# Problem requirements
When you reach the line in the data below that contains "filtering and logging.", please start repeating lines exactly, and stop after the line that contains "track was issued.", repeating nothing else.

(Saved data entries)

//! # Event Bus System
//!
//! Provides an event-driven channel between the lesson player core and the
//! host UI using `tokio::sync::broadcast`.
//!
//! ## Overview
//!
//! The event bus system consists of:
//! - **Event Types**: Strongly-typed enums for playback and download activity
//! - **EventBus**: Central broadcast channel for publishing events
//! - **EventStream**: Wrapper for consuming events with filtering
//!
//! Continuous UI state (position, play/pause flags) is not sent over the bus;
//! the session controller exposes that through its own watch channel. The bus
//! carries discrete facts and user-facing notifications such as playback
//! errors.
//!
//! ```text
//! ┌──────────────────┐     emit      ┌───────────┐     subscribe    ┌────────────┐
//! │ SessionController├──────────────>│           ├─────────────────>│ Mini player│
//! └──────────────────┘               │ EventBus  │                  └────────────┘
//! ┌──────────────────┐     emit      │           │     subscribe    ┌────────────┐
//! │ OfflineLibrary   ├──────────────>│           ├─────────────────>│ Toasts     │
//! └──────────────────┘               └───────────┘                  └────────────┘
//! ```
//!
//! ## Usage
//!
//! ```rust
//! use core_runtime::events::{CoreEvent, EventBus, PlaybackEvent};
//!
//! # #[tokio::main]
//! # async fn main() {
//! let event_bus = EventBus::new(100);
//! let mut stream = event_bus.subscribe();
//!
//! event_bus
//!     .emit(CoreEvent::Playback(PlaybackEvent::Resumed {
//!         uri: "https://example.com/lesson-1.mp3".to_string(),
//!     }))
//!     .ok();
//!
//! let event = stream.recv().await.unwrap();
//! assert!(matches!(event, CoreEvent::Playback(_)));
//! # }
//! ```
//!
//! ## Error Handling
//!
//! - **`RecvError::Lagged(n)`**: Subscriber was too slow and missed `n` events.
//!   Non-fatal; the subscriber can continue receiving new events.
//! - **`RecvError::Closed`**: All senders have been dropped. Treat as shutdown.
//!
//! Publishing with no subscribers returns an error that emitters ignore with
//! `.ok()`; nobody listening is a normal condition.

use serde::{Deserialize, Serialize};
use std::fmt;
use tokio::sync::broadcast;

pub use tokio::sync::broadcast::error::{RecvError, SendError};
pub use tokio::sync::broadcast::Receiver;

/// Default buffer size for the event bus channel.
pub const DEFAULT_EVENT_BUFFER_SIZE: usize = 100;

// ============================================================================
// Core Event Types
// ============================================================================

/// Top-level event enum encompassing all event categories.
#[derive(Debug, Clone, Serialize, Deserialize, PartialEq)]
#[serde(tag = "type", content = "payload")]
pub enum CoreEvent {
    /// Playback session events
    Playback(PlaybackEvent),
    /// Offline download events
    Download(DownloadEvent),
}

impl CoreEvent {
    /// Returns a human-readable description of the event.
    pub fn description(&self) -> &str {
        match self {
            CoreEvent::Playback(e) => e.description(),
            CoreEvent::Download(e) => e.description(),
        }
    }

    /// Returns the severity level of the event.
    pub fn severity(&self) -> EventSeverity {
        match self {
            CoreEvent::Playback(PlaybackEvent::Error { .. }) => EventSeverity::Error,
            CoreEvent::Download(DownloadEvent::Failed { .. }) => EventSeverity::Error,
            CoreEvent::Playback(PlaybackEvent::OpenExternally { .. }) => EventSeverity::Warning,
            CoreEvent::Playback(PlaybackEvent::Started { .. }) => EventSeverity::Info,
            CoreEvent::Download(DownloadEvent::Completed { .. }) => EventSeverity::Info,
            _ => EventSeverity::Debug,
        }
    }

    /// Returns `true` if the event should be surfaced to the user as a notification.
    pub fn is_user_facing(&self) -> bool {
        matches!(
            self,
            CoreEvent::Playback(PlaybackEvent::Error { .. })
                | CoreEvent::Playback(PlaybackEvent::OpenExternally { .. })
                | CoreEvent::Download(DownloadEvent::Failed { .. })
        )
    }
}

/// Event severity levels for filtering and logging.
#[derive(Debug, Clone, Copy, PartialEq, Eq, PartialOrd, Ord, Serialize, Deserialize)]
pub enum EventSeverity {
    /// Debug-level events (verbose)
    Debug,
    /// Informational events
    Info,
    /// Warning events
    Warning,
    /// Error events
    Error,
}

// ============================================================================
// Playback Events
// ============================================================================

/// Events emitted by the playback session.
#[derive(Debug, Clone, Serialize, Deserialize, PartialEq)]
#[serde(tag = "event")]
pub enum PlaybackEvent {
    /// A new track was requested and is being loaded.
    Loading {
        uri: String,
        title: String,
        track_id: Option<String>,
    },
    /// A previously saved offset was applied to the freshly loaded track.
    PositionRestored { uri: String, position_ms: u64 },
    /// Playback of a loaded track was issued.
    Started { uri: String, title: String },
    /// Playback paused.
    Paused { uri: String, position_ms: u64 },
    /// Playback resumed on the already loaded track.
    Resumed { uri: String },
    /// The track played to its end; its saved position was cleared.
    Completed { uri: String },
    /// Global playback speed changed.
    SpeedChanged { rate: f32 },
    /// Loading or playing failed; the session went back to idle.
    Error { uri: String, message: String },
    /// The host refuses inline streaming for this URL; offer to open it externally.
    OpenExternally { url: String, message: String },
}

impl PlaybackEvent {
    fn description(&self) -> &str {
        match self {
            PlaybackEvent::Loading { .. } => "Loading track",
            PlaybackEvent::PositionRestored { .. } => "Playback position restored",
            PlaybackEvent::Started { .. } => "Playback started",
            PlaybackEvent::Paused { .. } => "Playback paused",
            PlaybackEvent::Resumed { .. } => "Playback resumed",
            PlaybackEvent::Completed { .. } => "Track completed",
            PlaybackEvent::SpeedChanged { .. } => "Playback speed changed",
            PlaybackEvent::Error { .. } => "Playback error",
            PlaybackEvent::OpenExternally { .. } => "Stream must be opened externally",
        }
    }
}

// ============================================================================
// Download Events
// ============================================================================

/// Events emitted while fetching or removing offline copies.
#[derive(Debug, Clone, Serialize, Deserialize, PartialEq, Eq)]
#[serde(tag = "event")]
pub enum DownloadEvent {
    /// Download of a track's file started.
    Started { track_id: String, filename: String },
    /// Download finished and the file is available locally.
    Completed { track_id: String, local_uri: String },
    /// Download failed.
    Failed { track_id: String, message: String },
    /// Local copy removed.
    Removed { track_id: String },
}

impl DownloadEvent {
    fn description(&self) -> &str {
        match self {
            DownloadEvent::Started { .. } => "Download started",
            DownloadEvent::Completed { .. } => "Download completed",
            DownloadEvent::Failed { .. } => "Download failed",
            DownloadEvent::Removed { .. } => "Download removed",
        }
    }
}

// ============================================================================
// Event Bus
// ============================================================================

/// Central event bus for broadcasting events to multiple subscribers.
///
/// Cloning is cheap; all clones share the same channel.
#[derive(Clone)]
pub struct EventBus {
    sender: broadcast::Sender<CoreEvent>,
}

impl EventBus {
    /// Creates a new event bus with the specified buffer size.
    ///
    /// When a subscriber falls behind by more than `capacity` events, it will
    /// receive a `RecvError::Lagged` error.
    pub fn new(capacity: usize) -> Self {
        let (sender, _) = broadcast::channel(capacity);
        Self { sender }
    }

    /// Publishes an event to all subscribers.
    ///
    /// Returns the number of subscribers that received the event, or an
    /// error if there are no active subscribers.
    pub fn emit(&self, event: CoreEvent) -> Result<usize, SendError<CoreEvent>> {
        self.sender.send(event)
    }

    /// Creates a new subscriber. Past events are not replayed.
    pub fn subscribe(&self) -> Receiver<CoreEvent> {
        self.sender.subscribe()
    }

    /// Returns the number of active subscribers.
    pub fn subscriber_count(&self) -> usize {
        self.sender.receiver_count()
    }
}

impl Default for EventBus {
    fn default() -> Self {
        Self::new(DEFAULT_EVENT_BUFFER_SIZE)
    }
}

impl fmt::Debug for EventBus {
    fn fmt(&self, f: &mut fmt::Formatter<'_>) -> fmt::Result {
        f.debug_struct("EventBus")
            .field("subscriber_count", &self.subscriber_count())
            .finish()
    }
}

// ============================================================================
// Event Stream Wrapper
// ============================================================================

/// Type alias for event filter functions.
type EventFilter = Box<dyn Fn(&CoreEvent) -> bool + Send + Sync>;

/// A wrapper around `broadcast::Receiver` with additional filtering capabilities.
///
/// # Example
///
/// ```rust
/// use core_runtime::events::{CoreEvent, EventBus, EventStream};
///
/// let event_bus = EventBus::new(100);
/// let notifications = EventStream::new(event_bus.subscribe())
///     .filter(|event| event.is_user_facing());
/// ```
pub struct EventStream {
    receiver: Receiver<CoreEvent>,
    filter: Option<EventFilter>,
}

impl EventStream {
    /// Creates a new event stream from a receiver.
    pub fn new(receiver: Receiver<CoreEvent>) -> Self {
        Self {
            receiver,
            filter: None,
        }
    }

    /// Adds a filter function to this stream.
    ///
    /// Only events that match the filter will be returned by `recv()`.
    pub fn filter<F>(mut self, predicate: F) -> Self
    where
        F: Fn(&CoreEvent) -> bool + Send + Sync + 'static,
    {
        self.filter = Some(Box::new(predicate));
        self
    }

    /// Receives the next event that passes the filter (if any).
    ///
    /// # Errors
    ///
    /// Returns `RecvError::Lagged(n)` if the subscriber fell behind by `n` events.
    /// Returns `RecvError::Closed` if all senders have been dropped.
    pub async fn recv(&mut self) -> Result<CoreEvent, RecvError> {
        loop {
            let event = self.receiver.recv().await?;

            let Some(filter) = &self.filter else {
                return Ok(event);
            };

            if filter(&event) {
                return Ok(event);
            }
        }
    }

    /// Attempts to receive an event without waiting.
    ///
    /// Returns `None` if no matching events are currently available.
    pub fn try_recv(&mut self) -> Option<Result<CoreEvent, RecvError>> {
        loop {
            match self.receiver.try_recv() {
                Ok(event) => {
                    let Some(filter) = &self.filter else {
                        return Some(Ok(event));
                    };

                    if filter(&event) {
                        return Some(Ok(event));
                    }
                }
                Err(broadcast::error::TryRecvError::Empty) => return None,
                Err(broadcast::error::TryRecvError::Lagged(n)) => {
                    return Some(Err(RecvError::Lagged(n)))
                }
                Err(broadcast::error::TryRecvError::Closed) => return Some(Err(RecvError::Closed)),
            }
        }
    }
}

impl fmt::Debug for EventStream {
    fn fmt(&self, f: &mut fmt::Formatter<'_>) -> fmt::Result {
        f.debug_struct("EventStream")
            .field("has_filter", &self.filter.is_some())
            .finish()
    }
}

// ============================================================================
// Tests
// ============================================================================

# Your response
/// Event severity levels for filtering and logging.
#[derive(Debug, Clone, Copy, PartialEq, Eq, PartialOrd, Ord, Serialize, Deserialize)]
pub enum EventSeverity {
    /// Debug-level events (verbose)
    Debug,
    /// Informational events
    Info,
    /// Warning events
    Warning,
    /// Error events
    Error,
}

// ============================================================================
// Playback Events
// ============================================================================

/// Events emitted by the playback session.
#[derive(Debug, Clone, Serialize, Deserialize, PartialEq)]
#[serde(tag = "event")]
pub enum PlaybackEvent {
    /// A new track was requested and is being loaded.
    Loading {
        uri: String,
        title: String,
        track_id: Option<String>,
    },
    /// A previously saved offset was applied to the freshly loaded track.
    PositionRestored { uri: String, position_ms: u64 },
    /// Playback of a loaded track was issued.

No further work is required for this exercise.